--- EXCERPTED RECORDS Enclosed Below ---
// ABOUTME: Shared test utilities and setup functions for integration tests
// ABOUTME: Provides quiet logging, engine builders, float assertions, and env cleanup
//
// SPDX-License-Identifier: MIT OR Apache-2.0
// Copyright (c) 2025 BMI Calculator Contributors
#![allow(
    dead_code,
    clippy::missing_panics_doc,
    clippy::must_use_candidate,
    clippy::unwrap_used
)]
//! Shared test utilities for `bmi_calculator`

use bmi_calculator::{
    config::{BmiConfig, ThresholdProfile},
    intelligence::BmiEngine,
};
use std::env;
use std::sync::Once;

static INIT_LOGGER: Once = Once::new();

/// Every environment variable the configuration layer reads
pub const BMI_ENV_VARS: [&str; 10] = [
    "BMI_HEIGHT_MIN_CM",
    "BMI_HEIGHT_MAX_CM",
    "BMI_HEIGHT_DEFAULT_CM",
    "BMI_WEIGHT_MIN_KG",
    "BMI_WEIGHT_MAX_KG",
    "BMI_WEIGHT_DEFAULT_KG",
    "BMI_THRESHOLD_PROFILE",
    "BMI_MAX_REALISTIC",
    "BMI_GAUGE_MAX",
    "BMI_CACHE_CAPACITY",
];

/// Initialize quiet logging for tests (call once per test process)
pub fn init_test_logging() {
    INIT_LOGGER.call_once(|| {
        let log_level = match env::var("TEST_LOG").as_deref() {
            Ok("TRACE") => tracing::Level::TRACE,
            Ok("DEBUG") => tracing::Level::DEBUG,
            Ok("INFO") => tracing::Level::INFO,
            Ok("WARN" | "ERROR") | _ => tracing::Level::WARN,
        };

        let _ = tracing_subscriber::fmt()
            .with_max_level(log_level)
            .with_test_writer()
            .try_init();
    });
}

/// Engine with default (WHO) configuration
pub fn who_engine() -> BmiEngine {
    init_test_logging();
    BmiEngine::new(BmiConfig::default()).unwrap()
}

/// Engine with the earlier threshold profile
pub fn legacy_engine() -> BmiEngine {
    init_test_logging();
    BmiEngine::new(BmiConfig::with_profile(ThresholdProfile::Legacy)).unwrap()
}

/// Assert two floats agree within `tolerance`
pub fn assert_close(actual: f64, expected: f64, tolerance: f64) {
    assert!(
        (actual - expected).abs() <= tolerance,
        "expected {expected} ± {tolerance}, got {actual}"
    );
}

/// Remove every `BMI_*` variable so tests start from defaults
pub fn clear_bmi_env() {
    for name in BMI_ENV_VARS {
        env::remove_var(name);
    }
}
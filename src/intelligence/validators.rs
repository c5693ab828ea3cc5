// ABOUTME: Height and weight validation against configured physical ranges
// ABOUTME: Short-circuits on the first failure with a message naming the violated bound
//
// SPDX-License-Identifier: MIT OR Apache-2.0
// Copyright (c) 2025 BMI Calculator Contributors

//! Measurement validation
//!
//! Rules are checked in order and the first failure wins:
//!
//! 1. value is not finite
//! 2. value is zero or negative
//! 3. value is below the configured minimum
//! 4. value is above the configured maximum
//!
//! [`validate_inputs`] checks height before weight.

use crate::config::{BmiConfig, MeasurementRange};
use crate::logging::EngineLogger;
use bmi_core::errors::{Measurement, MeasurementError};

/// Check one measurement against `range`
///
/// # Errors
///
/// Returns the first [`MeasurementError`] the value triggers
pub fn validate_measurement(
    measurement: Measurement,
    value: f64,
    range: &MeasurementRange,
) -> Result<(), MeasurementError> {
    let result = check(measurement, value, range);
    if let Err(ref error) = result {
        EngineLogger::log_rejected_input(error);
    }
    result
}

fn check(
    measurement: Measurement,
    value: f64,
    range: &MeasurementRange,
) -> Result<(), MeasurementError> {
    if !value.is_finite() {
        return Err(MeasurementError::NonFinite { measurement });
    }
    if value <= 0.0 {
        return Err(MeasurementError::NonPositive { measurement });
    }
    if value < range.min {
        return Err(MeasurementError::TooLow {
            measurement,
            value,
            min: range.min,
            max: range.max,
        });
    }
    if value > range.max {
        return Err(MeasurementError::TooHigh {
            measurement,
            value,
            max: range.max,
        });
    }
    Ok(())
}

/// Validate a height in centimeters
///
/// # Errors
///
/// Returns a [`MeasurementError`] for [`Measurement::Height`] on failure
pub fn validate_height(height_cm: f64, config: &BmiConfig) -> Result<(), MeasurementError> {
    validate_measurement(Measurement::Height, height_cm, &config.height)
}

/// Validate a weight in kilograms
///
/// # Errors
///
/// Returns a [`MeasurementError`] for [`Measurement::Weight`] on failure
pub fn validate_weight(weight_kg: f64, config: &BmiConfig) -> Result<(), MeasurementError> {
    validate_measurement(Measurement::Weight, weight_kg, &config.weight)
}

/// Validate height then weight
///
/// # Errors
///
/// Returns the height error if height is invalid, otherwise the weight error
pub fn validate_inputs(
    height_cm: f64,
    weight_kg: f64,
    config: &BmiConfig,
) -> Result<(), MeasurementError> {
    validate_height(height_cm, config)?;
    validate_weight(weight_kg, config)
}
--- End of Enclosed EXCERPTED RECORDS ---
TASK DESCRIPTION | List each line of the records that holds the string "intelligence".

WORKED SOLUTION |
    intelligence::BmiEngine,
filename src/intelligence/validators.rs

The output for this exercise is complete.